Europe to bear 40% of Goodyear’s global job cuts
The news that Goodyear lost $104 million in the fourth quarter of 2022 won’t be welcome in the company’s Europe Middle East and Africa (EMEA) region. The official figures also confirmed projections a fortnight earlier that EMEA’s own fourth-quarter 2022 loss of $80 million would make up the lion’s share of the red numbers. Back then, Goodyear’s Ohio-based global executives announced plans to cut 5 per cent of the firm’s global salaried workforce and official statements featured implicit references to the underperformance of the EMEA region, raising questions about how many jobs would be cut in Europe.
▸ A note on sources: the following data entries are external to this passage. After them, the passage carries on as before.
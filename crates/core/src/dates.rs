//! Date and time-of-day parsing plus the named date windows used by the
//! show list filters.
//!
//! "Local" always means the directory's configured time zone. Every public
//! function takes `now` explicitly so callers (and tests) control the clock.

use chrono::{
    DateTime, Datelike, Days, Duration, Months, NaiveDate, NaiveDateTime, NaiveTime, TimeZone, Utc,
};
use chrono_tz::Tz;
use serde_json::json;

use crate::error::CoreError;
use crate::types::Timestamp;

/// Time zone used when none is configured.
pub const DEFAULT_TIMEZONE: Tz = chrono_tz::America::New_York;

/// Start time assumed for a submitted show given only a calendar date (8 PM).
pub const DEFAULT_SHOW_HOUR: u32 = 20;

/// Hours west of UTC used when a local time does not resolve in the zone.
const FALLBACK_UTC_OFFSET_HOURS: i64 = 5;

const DATE_FORMAT: &str = "%Y-%m-%d";

/// A half-open `[from, to)` window, or an inclusive range for user-supplied
/// bounds. The repository query decides which comparison to use.
#[derive(Debug, Clone, Copy, PartialEq, Eq)]
pub struct DateRange {
    pub from: Timestamp,
    pub to: Timestamp,
}

impl DateRange {
    /// Resolve `date_from` / `date_to` query values.
    ///
    /// - A bare `YYYY-MM-DD` `date_from` means local midnight.
    /// - A bare `date_to` means 23:59:59 local on that day.
    /// - RFC 3339 timestamps are taken as-is.
    /// - A missing `date_from` is `now`; a missing `date_to` is one year out.
    pub fn resolve(
        from: Option<&str>,
        to: Option<&str>,
        now: Timestamp,
        tz: Tz,
    ) -> Result<Self, CoreError> {
        let invalid = || {
            CoreError::invalid_param("date_from/date_to", "invalid date format, use ISO 8601")
        };

        let from = match non_blank(from) {
            None => now,
            Some(raw) => parse_bound(raw, NaiveTime::MIN, tz).ok_or_else(invalid)?,
        };

        let to = match non_blank(to) {
            None => now
                .checked_add_months(Months::new(12))
                .unwrap_or_else(|| now + Duration::days(365)),
            Some(raw) => parse_bound(raw, end_of_day(), tz).ok_or_else(invalid)?,
        };

        Ok(Self { from, to })
    }
}

/// `[local midnight today, local midnight tomorrow)`.
pub fn tonight_window(now: Timestamp, tz: Tz) -> DateRange {
    let today = local_date(now, tz);
    let tomorrow = today.succ_opt().unwrap_or(NaiveDate::MAX);
    DateRange {
        from: local_midnight(today, tz),
        to: local_midnight(tomorrow, tz),
    }
}

/// Friday 00:00 through Monday 00:00 local.
///
/// On Friday, Saturday or Sunday this is the current weekend, starting no
/// earlier than today; otherwise it is the coming weekend.
pub fn weekend_window(now: Timestamp, tz: Tz) -> DateRange {
    let today = local_date(now, tz);
    let weekday = i64::from(today.weekday().num_days_from_monday());
    let friday_offset = 4 - weekday;

    let friday = if friday_offset >= 0 {
        today.checked_add_days(Days::new(friday_offset.unsigned_abs()))
    } else {
        today.checked_sub_days(Days::new(friday_offset.unsigned_abs()))
    }
    .unwrap_or(today);
    let monday = friday.checked_add_days(Days::new(3)).unwrap_or(NaiveDate::MAX);

    DateRange {
        from: local_midnight(friday.max(today), tz),
        to: local_midnight(monday, tz),
    }
}

/// Parse a submitted show date.
///
/// Accepts an RFC 3339 timestamp, or a bare date which is placed at
/// [`DEFAULT_SHOW_HOUR`] local time.
pub fn parse_show_date(raw: &str, tz: Tz) -> Result<Timestamp, CoreError> {
    let show_time = NaiveTime::from_hms_opt(DEFAULT_SHOW_HOUR, 0, 0).unwrap_or(NaiveTime::MIN);
    parse_bound(raw.trim(), show_time, tz).ok_or_else(|| {
        CoreError::validation(
            "Invalid date format",
            json!({ "date": "must be valid ISO 8601 date" }),
        )
    })
}

/// Parse an optional `HH:MM` or `HH:MM:SS` time of day.
///
/// Unparseable input yields `None` rather than an error.
pub fn parse_time_of_day(raw: Option<&str>) -> Option<NaiveTime> {
    let raw = non_blank(raw)?;
    NaiveTime::parse_from_str(raw, "%H:%M")
        .or_else(|_| NaiveTime::parse_from_str(raw, "%H:%M:%S"))
        .ok()
}

/// Convert a local wall-clock time to UTC.
///
/// Falls back to a fixed UTC-5 offset when the wall-clock time does not
/// exist in `tz` (inside a DST gap).
pub fn local_to_utc(tz: Tz, local: NaiveDateTime) -> Timestamp {
    match tz.from_local_datetime(&local).earliest() {
        Some(dt) => dt.with_timezone(&Utc),
        None => Utc.from_utc_datetime(&(local + Duration::hours(FALLBACK_UTC_OFFSET_HOURS))),
    }
}

fn parse_bound(raw: &str, bare_date_time: NaiveTime, tz: Tz) -> Option<Timestamp> {
    if let Ok(date) = NaiveDate::parse_from_str(raw, DATE_FORMAT) {
        return Some(local_to_utc(tz, date.and_time(bare_date_time)));
    }
    DateTime::parse_from_rfc3339(raw)
        .ok()
        .map(|dt| dt.with_timezone(&Utc))
}

fn local_date(now: Timestamp, tz: Tz) -> NaiveDate {
    now.with_timezone(&tz).date_naive()
}

fn local_midnight(date: NaiveDate, tz: Tz) -> Timestamp {
    local_to_utc(tz, date.and_time(NaiveTime::MIN))
}

fn end_of_day() -> NaiveTime {
    NaiveTime::from_hms_opt(23, 59, 59).unwrap_or(NaiveTime::MIN)
}

fn non_blank(raw: Option<&str>) -> Option<&str> {
    raw.map(str::trim).filter(|s| !s.is_empty())
}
Initially, Goodyear representatives couldn’t offer many details of how the 5 per cent global salaried workforce reduction related to Goodyear’s 72,000-strong workforce. However, Goodyear representatives subsequently clarified: “Our total global workforce includes approximately 10,000 salaried positions, five per cent of which is 500”.
Our next question was: how evenly will those job cuts be spread? The answer: “Outside the US, we are following processes that take into account relevant stakeholder consultations, as required.”
Deep in the detail of Goodyear’s fourth-quarter 2022 37-page financial results statement, executives have now confirmed that “European staffing levels will be reduced by about 200 positions, subject to required consultations”.
200 positions equates to exactly 40 per cent of the total 500 job losses Goodyear is making across its global salaried workforce. But that wording could mean more.
Goodyear’s 2021 corporate responsibility report says there are 17,030 salaried employees worldwide. It doesn’t break that figure down by region, but it does say that from the total employee headcount of 59,984, EMEA employees account for 21,812 or 36.4 per cent. On first glance it already appears that EMEA carrying 40 per cent of total job cuts means the region is carrying roughly 10 per cent more than it would if job cuts were spread evenly. Of course, that estimate is made based on the figures available, which relies on the proportion of workers in each region. 40 per cent could well reflect EMEA’s share of global salaried workforce.
However, Goodyear’s fourth-quarter 2022 financial results statement didn’t say EMEA, it said “European staffing levels”, which again raises questions about how many jobs will be cut in Europe and what proportion of the total global salaried workforce that equates to.